Whether this faith is genuine or a well-honed pose, Putin’s potent fusion of KGB values and Orthodoxy has been building for years, though few Westerners have noticed. Early in Putin’s years in the Kremlin, the younger generation of Federal Security Service (FSB) officers embraced a nascent ideology they termed “the system” (sistema), which was a sort of elitist Chekism — toughness free of corruption and based in patriotism — updated for the new 21st century. However, this could have limited appeal to the masses, so its place was gradually taken by a doctrine termed “spiritual security.”

…It suddenly became fashionable for senior FSB officers to have conversion experiences, while “spiritual security” offered Putin’s Russia a way to defend itself against what it has long seen as the encroachment of decadent post-modern Western values. Just how seriously Putin took all this was his statement that Russia’s “spiritual shield” was as important to her security as her nuclear shield.

Schindler adds:

Nearly all Western experts, being mostly secularists when not atheists, paid no attention to these clear indications of where Putin was taking Russia…

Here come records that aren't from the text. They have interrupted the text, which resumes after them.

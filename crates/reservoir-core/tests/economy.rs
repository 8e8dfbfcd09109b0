//! End-to-end scenarios for the `reservoir-core` economy.
//!
//! These drive [`ResourceEconomy`] through the same entry points a host
//! uses: binding, turn events, extraction, and exchange.

use std::cell::RefCell;
use std::rc::Rc;

use reservoir_core::config::ProductionMode;
use reservoir_core::{
    EconomyError, MemoryStore, NotificationLog, ResourceEconomy, Settings, TurnTrigger, outcome,
};
use reservoir_types::{
    CapacityTier, CharacterId, ExtractionMethod, MAX_LEVEL, Pool, RoutingPolicy, WarningLevel,
};
use rust_decimal::Decimal;
use rust_decimal_macros::dec;

type Economy = ResourceEconomy<MemoryStore, NotificationLog>;

fn enabled_economy(name: &str, settings: Settings) -> Economy {
    let mut economy = ResourceEconomy::new(MemoryStore::new(), NotificationLog::new(), settings);
    assert!(economy.bind_character(CharacterId::from(name)).is_ok());
    assert!(economy.set_enabled(true).is_ok());
    economy.notifier_mut().drain();
    economy
}

fn run_turns(economy: &mut Economy, turns: u32) -> Vec<(u32, WarningLevel)> {
    let mut warnings = Vec::new();
    for _ in 0..turns {
        let result = economy.advance();
        assert!(result.is_ok());
        if let Some(warning) = result.ok().flatten() {
            warnings.push((warning.streak, warning.level));
        }
    }
    warnings
}

// =============================================================================
// Production and overflow escalation
// =============================================================================

#[test]
fn medium_level_one_escalates_after_capacity() {
    let mut economy = enabled_economy("Aya", Settings::default());

    // 399 turns: 399 units, still under the 400 capacity.
    assert!(run_turns(&mut economy, 399).is_empty());
    assert_eq!(economy.state().map(|s| s.overfull_streak), Some(0));

    // Turn 400 reaches capacity.
    assert_eq!(
        run_turns(&mut economy, 1),
        vec![(1, WarningLevel::Discomfort)]
    );

    // Turns 401-402 are silent, 403 is the fourth overfull turn.
    assert!(run_turns(&mut economy, 2).is_empty());
    assert_eq!(run_turns(&mut economy, 1), vec![(4, WarningLevel::Pain)]);

    // Turns 404-405 are silent, 406 onwards is severe on every turn.
    assert!(run_turns(&mut economy, 2).is_empty());
    assert_eq!(
        run_turns(&mut economy, 3),
        vec![
            (7, WarningLevel::SeverePain),
            (8, WarningLevel::SeverePain),
            (9, WarningLevel::SeverePain),
        ]
    );

    assert_eq!(economy.state().map(|s| s.current_amount), Some(dec!(408)));

    let levels: Vec<Option<WarningLevel>> = economy
        .notifier()
        .entries()
        .iter()
        .map(|n| n.warning)
        .collect();
    assert_eq!(
        levels,
        vec![
            Some(WarningLevel::Discomfort),
            Some(WarningLevel::Pain),
            Some(WarningLevel::SeverePain),
            Some(WarningLevel::SeverePain),
            Some(WarningLevel::SeverePain),
        ]
    );
}

#[test]
fn streak_survives_production_and_resets_on_relief() {
    let mut economy = enabled_economy("Aya", Settings::default());
    assert!(economy.set_capacity_tier(CapacityTier::Small).is_ok());
    run_turns(&mut economy, 205);
    assert_eq!(economy.state().map(|s| s.overfull_streak), Some(6));

    // Manual takes 50: 205 -> 155, below capacity 200.
    assert!(economy.extract(ExtractionMethod::Manual).is_ok());
    assert_eq!(economy.state().map(|s| s.overfull_streak), Some(0));

    // Back to full: the ladder starts over.
    let warnings = run_turns(&mut economy, 45);
    assert_eq!(warnings, vec![(1, WarningLevel::Discomfort)]);
}

#[test]
fn scaled_mode_uses_base_yield() {
    let settings = Settings {
        production_mode: ProductionMode::Scaled,
        base_yield_per_turn: 20,
        ..Settings::default()
    };
    let mut economy = enabled_economy("Aya", settings);
    run_turns(&mut economy, 3);
    assert_eq!(economy.state().map(|s| s.current_amount), Some(dec!(60)));
    assert_eq!(economy.yield_per_turn().ok(), Some(dec!(20)));
}

// =============================================================================
// Extraction and progression
// =============================================================================

#[test]
fn mechanical_extraction_from_250() {
    let mut economy = enabled_economy("Aya", Settings::default());
    run_turns(&mut economy, 250);

    let extraction = economy.extract(ExtractionMethod::Mechanical);
    assert!(extraction.is_ok());
    let extraction = extraction.ok();
    assert_eq!(extraction.as_ref().map(|e| e.amount), Some(dec!(100)));
    assert_eq!(extraction.as_ref().map(|e| e.experience), Some(10));
    assert_eq!(extraction.and_then(|e| e.routed_to), Some(Pool::A));

    assert_eq!(economy.state().map(|s| s.current_amount), Some(dec!(150)));
    assert_eq!(economy.state().map(|s| s.experience), Some(10));
    assert_eq!(economy.pools().ok().map(|p| p.pool_a), Some(dec!(100)));
}

#[test]
fn disabled_character_cannot_be_extracted() {
    let mut economy = enabled_economy("Aya", Settings::default());
    run_turns(&mut economy, 10);
    assert!(economy.set_enabled(false).is_ok());

    let result = economy.extract(ExtractionMethod::Manual);
    assert!(matches!(result, Err(EconomyError::NotEnabled)));
    assert_eq!(economy.state().map(|s| s.current_amount), Some(dec!(10)));

    // Disabled characters do not produce either.
    assert!(run_turns(&mut economy, 5).is_empty());
    assert_eq!(economy.state().map(|s| s.current_amount), Some(dec!(10)));
}

#[test]
fn level_is_capped_and_experience_retained() {
    let mut economy = enabled_economy("Aya", Settings::default());
    let gained = economy.add_experience(1_000_000);
    assert_eq!(gained.ok(), Some(9));
    assert_eq!(economy.state().map(|s| s.level), Some(MAX_LEVEL));

    let before = economy.state().map(|s| s.experience);
    assert_eq!(economy.add_experience(500).ok(), Some(0));
    assert_eq!(
        economy.state().map(|s| s.experience),
        before.map(|e| e.saturating_add(500))
    );
}

#[test]
fn level_up_raises_capacity_and_yield() {
    let mut economy = enabled_economy("Aya", Settings::default());
    assert_eq!(economy.capacity().ok(), Some(dec!(400)));
    assert!(economy.add_experience(100).is_ok());
    assert_eq!(economy.capacity().ok(), Some(dec!(440)));
    assert_eq!(economy.yield_per_turn().ok(), Some(dec!(2)));
}

// =============================================================================
// Storage and exchange
// =============================================================================

#[test]
fn sell_fifty_from_two_hundred() {
    let mut economy = enabled_economy("Aya", Settings::default());
    run_turns(&mut economy, 200);
    assert!(economy.extract(ExtractionMethod::Mechanical).is_ok());
    assert!(economy.extract(ExtractionMethod::Mechanical).is_ok());
    assert_eq!(economy.pools().ok().map(|p| p.pool_a), Some(dec!(200)));

    let sale = outcome(economy.sell(Pool::A, dec!(50)));
    assert!(sale.success);
    assert_eq!(sale.amount, dec!(50));
    assert_eq!(sale.message, "Sold 50 from pool A for $5.00");

    assert_eq!(economy.pools().ok().map(|p| p.pool_a), Some(dec!(150)));
    assert_eq!(economy.state().map(|s| s.wallet), Some(dec!(5)));
}

#[test]
fn transfer_round_trip_and_overdraft() {
    let mut economy = enabled_economy("Aya", Settings::default());
    assert!(economy.set_routing_policy(RoutingPolicy::PoolB).is_ok());
    run_turns(&mut economy, 40);
    assert!(economy.extract(ExtractionMethod::Manual).is_ok());
    let original = economy.pools().ok();
    assert_eq!(original.map(|p| p.pool_b), Some(dec!(40)));

    assert!(economy.transfer(Pool::B, Pool::A, dec!(25)).is_ok());
    assert!(economy.transfer(Pool::A, Pool::B, dec!(25)).is_ok());
    assert_eq!(economy.pools().ok(), original);

    let overdraft = outcome(economy.transfer(Pool::A, Pool::B, dec!(1)));
    assert!(!overdraft.success);
    assert_eq!(overdraft.amount, Decimal::ZERO);
    assert_eq!(economy.pools().ok(), original);
}

#[test]
fn sale_requires_a_bound_character() {
    let mut economy: Economy =
        ResourceEconomy::new(MemoryStore::new(), NotificationLog::new(), Settings::default());
    assert!(matches!(
        economy.sell(Pool::A, dec!(1)),
        Err(EconomyError::NoCharacter)
    ));
}

// =============================================================================
// Binding and host wiring
// =============================================================================

#[test]
fn state_persists_across_rebinding() {
    let mut economy = enabled_economy("Aya", Settings::default());
    assert!(economy.set_capacity_tier(CapacityTier::Large).is_ok());
    run_turns(&mut economy, 12);

    assert!(economy.bind_character(CharacterId::from("Bo")).is_ok());
    assert_eq!(economy.state().map(|s| s.enabled), Some(false));
    assert!(matches!(
        economy.extract(ExtractionMethod::Manual),
        Err(EconomyError::NotEnabled)
    ));

    assert!(economy.bind_character(CharacterId::from("Aya")).is_ok());
    let state = economy.state().cloned();
    assert_eq!(state.as_ref().map(|s| s.capacity_tier), Some(CapacityTier::Large));
    assert_eq!(state.map(|s| s.current_amount), Some(dec!(12)));
}

#[test]
fn turn_trigger_drives_only_the_bound_character() {
    let economy = Rc::new(RefCell::new(enabled_economy("Aya", Settings::default())));

    let mut trigger = TurnTrigger::new();
    let handle = Rc::clone(&economy);
    trigger.on_turn_advance(move |speaker| {
        let result = handle.borrow_mut().on_turn(speaker);
        assert!(result.is_ok());
    });

    for speaker in ["Aya", "User", "Aya", "Bo", "Aya"] {
        assert_eq!(trigger.fire(&CharacterId::from(speaker)), 1);
    }

    assert_eq!(
        economy.borrow().state().map(|s| s.current_amount),
        Some(dec!(3))
    );
}

#[test]
fn notifications_off_still_returns_results() {
    let settings = Settings {
        enable_notifications: false,
        ..Settings::default()
    };
    let mut economy = enabled_economy("Aya", settings);
    assert!(economy.set_capacity_tier(CapacityTier::Small).is_ok());
    let warnings = run_turns(&mut economy, 200);
    assert_eq!(warnings, vec![(1, WarningLevel::Discomfort)]);
    assert!(economy.notifier().entries().is_empty());
}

There’s quite a bit to that aside, and there is also something of a parallel with the failure of many in the West to take the rise of militant Islam as seriously as they should have done. People (particularly in Europe) simply could not conceive that a religion could matter so much “in this day and age,” a mistake that arose from the belief held by many secularists/atheists that religious faith was something that would eventually wither safely away, a conviction that owed much to smugness and not a little to denial. There has been an unwillingness to accept the (to them) inconvenient truth that the religious instinct seems to be something with which the vast majority of people are born.

And there is something else. To believe that religion would either wither away or fade into some sort of benevolent irrelevance took a quite remarkable ignorance of history. The modern academy has been delighted to oblige.

There’s a great deal more to Schindler’s piece that’s worth mulling (so read the whole thing), not least the connection that Putin has developed with some (and I would emphasize that “some”) on the European right and the way that virulent opposition to what is only one interpretation of America has provided him with the great enemy that regimes such as his always need.

Check out also Schindler’s focus on a recent speech by Archpriest Vsevolod Chaplin, a curious character he describes as a “media gadfly cleric.” Well Chaplin is certainly that, but as Schindler points out, he is also a very senior spokesman for the Russian Orthodox Church (FWIW I blogged about Chaplin at this secularist spot a few weeks back):

Chaplin minced no words, proclaiming that Russia’s God-given goal today is halting the global “American project.” As he explained:

“It is no coincidence that we have often, at the price of our own lives … stopped all global projects that disagreed with our conscience, with our vision of history and, I would say, with God’s own truth .. Such was Napoleon’s project, such was Hitler’s project. We will stop the American project too.”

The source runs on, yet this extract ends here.